Let me preface this by saying I really don't know anything about propane stoves.

We bought a house this summer, and in the downstairs family room, there is an Efel symphony propane stove.

When we moved in, someone from the propane company checked all of our appliances, including the stove, and said everything was in working order.

Now it's fall and we opened the line to the stove so we can use it.  The pilot lights fine, and it turns on fine. But it doesn't stay lit.  It seems to go out after 10 or 20 minutes of use.  The pilot stays lit when this happens.

I thought maybe it was some safety feature, where if it got to a certain temperature, it would shut off for a while.  I have not been able to locate any user manual for the stove, but finding these forums has told me that it is probably supposed to stay turned on.

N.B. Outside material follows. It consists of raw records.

/// Security headers for every response
///
/// The API only ever returns JSON, so the policy is as tight as it gets: no
/// framing, no sniffing, no caching of bodies that may carry tokens.
///
/// - `X-Content-Type-Options: nosniff`
/// - `X-Frame-Options: DENY`
/// - `Referrer-Policy: no-referrer`
/// - `Content-Security-Policy: default-src 'none'; frame-ancestors 'none'`
/// - `Cache-Control: no-store`
/// - `Strict-Transport-Security` (production only)
///
/// # Example
///
/// ```no_run
/// use axum::Router;
/// use smartrental_api::middleware::security::SecurityHeadersLayer;
///
/// let app: Router = Router::new().layer(SecurityHeadersLayer::new(true));
/// ```

use axum::{
    extract::Request,
    http::{header, HeaderName, HeaderValue},
    response::Response,
};
use std::future::Future;
use std::pin::Pin;
use std::task::{Context, Poll};
use tower::{Layer, Service};

const BASE_HEADERS: [(HeaderName, &str); 5] = [
    (header::X_CONTENT_TYPE_OPTIONS, "nosniff"),
    (header::X_FRAME_OPTIONS, "DENY"),
    (header::REFERRER_POLICY, "no-referrer"),
    (
        header::CONTENT_SECURITY_POLICY,
        "default-src 'none'; frame-ancestors 'none'",
    ),
    (header::CACHE_CONTROL, "no-store"),
];

const HSTS: &str = "max-age=31536000; includeSubDomains";

/// Adds security headers to responses
#[derive(Debug, Clone, Copy)]
pub struct SecurityHeadersLayer {
    enable_hsts: bool,
}

impl SecurityHeadersLayer {
    /// `enable_hsts` should only be set when served over HTTPS
    pub fn new(enable_hsts: bool) -> Self {
        Self { enable_hsts }
    }
}

impl<S> Layer<S> for SecurityHeadersLayer {
    type Service = SecurityHeadersMiddleware<S>;

    fn layer(&self, inner: S) -> Self::Service {
        SecurityHeadersMiddleware {
            inner,
            enable_hsts: self.enable_hsts,
        }
    }
}

#[derive(Debug, Clone)]
pub struct SecurityHeadersMiddleware<S> {
    inner: S,
    enable_hsts: bool,
}

impl<S> Service<Request> for SecurityHeadersMiddleware<S>
where
    S: Service<Request, Response = Response> + Send + 'static,
    S::Future: Send + 'static,
{
    type Response = S::Response;
    type Error = S::Error;
    type Future = Pin<Box<dyn Future<Output = Result<Self::Response, Self::Error>> + Send>>;

    fn poll_ready(&mut self, cx: &mut Context<'_>) -> Poll<Result<(), Self::Error>> {
        self.inner.poll_ready(cx)
    }

    fn call(&mut self, request: Request) -> Self::Future {
        let future = self.inner.call(request);
        let enable_hsts = self.enable_hsts;

        Box::pin(async move {
            let mut response = future.await?;
            let headers = response.headers_mut();

            for (name, value) in BASE_HEADERS {
                // Handlers may set their own caching policy
                if name == header::CACHE_CONTROL && headers.contains_key(&name) {
                    continue;
                }
                headers.insert(name, HeaderValue::from_static(value));
            }

            if enable_hsts {
                headers.insert(
                    header::STRICT_TRANSPORT_SECURITY,
                    HeaderValue::from_static(HSTS),
                );
            }

            Ok(response)
        })
    }
}
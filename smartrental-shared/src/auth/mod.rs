/// Authentication and authorization utilities
///
/// # Modules
///
/// - [`password`]: Argon2id password hashing and strength rules
/// - [`jwt`]: Access/refresh token pairs carrying the user's role
/// - [`middleware`]: Bearer token extraction into an [`middleware::AuthContext`]
/// - [`authorization`]: The role predicate every gated operation goes through
///
/// # Example
///
/// ```no_run
/// use smartrental_shared::auth::jwt::{issue_token_pair, validate_access_token, TokenLifetimes};
/// use smartrental_shared::auth::password::{hash_password, verify_password};
/// use smartrental_shared::models::user::Role;
/// use uuid::Uuid;
///
/// # fn example() -> Result<(), Box<dyn std::error::Error>> {
/// let hash = hash_password("Str0ng!Pass")?;
/// assert!(verify_password("Str0ng!Pass", &hash)?);
///
/// let secret = "a-secret-key-that-is-at-least-32-bytes";
/// let pair = issue_token_pair(Uuid::new_v4(), Role::Tenant, secret, &TokenLifetimes::default())?;
/// let claims = validate_access_token(&pair.access, secret)?;
/// assert_eq!(claims.role, Role::Tenant);
/// # Ok(())
/// # }
/// ```

pub mod authorization;
pub mod jwt;
pub mod middleware;
pub mod password;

Short of calling out a pro, I have no idea where to start.  Help?


----------



## DAKSY (Oct 12, 2014)

Get a multimeter & set it to Millivolts (mV) DC. Find the terminal block which is where the wires from the On/Off switch or thermostat (or both) are connected to the gas valve. It will have 3 separate terminals labelled: TH; TP;  & TH-TP(or TP-TH). Put the probes of the multimeter on the two terminals that have TP in the label. See what reading you get when the switch or thermostat is off. Should be about 450 - 550 mV. Then turn the switch on & see what reading you get. Should drop about 300 mV to the 175 - 225mV range. If the reading drops while the burner is on, once it reached 110 or so the burner will shut off. Replace the thermopile.


----------



## Heatsource (Oct 13, 2014)

Does that stove even have a t-pile?
i thought it had an old euro-sit valve, t-couple only?

OP, take a picture of the valve to help us...


----------